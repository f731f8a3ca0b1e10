#![deny(warnings)]

use crate::tokenizer::words;

/// External POS-tagging contract: one sentence in, ordered (word, tag)
/// pairs out. Tags are hints for the parser; the lexicon stays
/// authoritative about class membership.
pub trait PosTagger {
    fn tag(&self, sentence: &str) -> Vec<(String, String)>;
}

/// Rule-based tagger usable without an external NLP toolkit. Emits coarse
/// Penn-style tags from closed-class word lists and suffix shape; a word
/// sitting in several closed classes (eg: "that") gets UNK so every lexicon
/// reading stays in play downstream.
#[derive(Default)]
pub struct HeuristicTagger;

const DETERMINERS: &[&str] = &["a", "an", "the", "this", "that"];
const PREPOSITIONS: &[&str] = &["with", "to", "in", "on", "at", "by", "from"];
const PRONOUNS: &[&str] = &["he", "she", "they", "it", "we", "i", "you"];
const CONJUNCTIONS: &[&str] = &["and", "or", "but"];
const REL_PRONOUNS: &[&str] = &["who", "whom", "which", "that"];
const AUXILIARIES: &[&str] = &["is", "was", "are", "were", "will", "can", "may", "must"];

impl HeuristicTagger {
    fn tag_word(word: &str) -> &'static str {
        let lists: [(&[&str], &str); 6] = [
            (DETERMINERS, "DT"),
            (PREPOSITIONS, "IN"),
            (PRONOUNS, "PRP"),
            (CONJUNCTIONS, "CC"),
            (REL_PRONOUNS, "WP"),
            (AUXILIARIES, "MD"),
        ];
        let hits: Vec<&str> = lists
            .iter()
            .filter(|(list, _)| list.contains(&word))
            .map(|(_, tag)| *tag)
            .collect();
        match hits.as_slice() {
            &[only] => only,
            [] => {
                if word.ends_with("ly") {
                    "RB"
                } else if word.ends_with("ing") || word.ends_with("ed") {
                    "VB"
                } else if word.ends_with('s') {
                    // plural noun or 3rd-person verb; leave it open
                    "UNK"
                } else {
                    "NN"
                }
            }
            _ => "UNK",
        }
    }
}

impl PosTagger for HeuristicTagger {
    fn tag(&self, sentence: &str) -> Vec<(String, String)> {
        words(sentence)
            .into_iter()
            .map(|w| {
                let tag = HeuristicTagger::tag_word(&w);
                (w, tag.to_string())
            })
            .collect()
    }
}

///////////////////////////////////////////////////////////////////////////////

Exercise brief: Please return every line from the one that contains "words(sentence)" through the end of the entries, exactly, leaving out all others.

Task result:
        words(sentence)
            .into_iter()
            .map(|w| {
                let tag = HeuristicTagger::tag_word(&w);
                (w, tag.to_string())
            })
            .collect()
    }
}

///////////////////////////////////////////////////////////////////////////////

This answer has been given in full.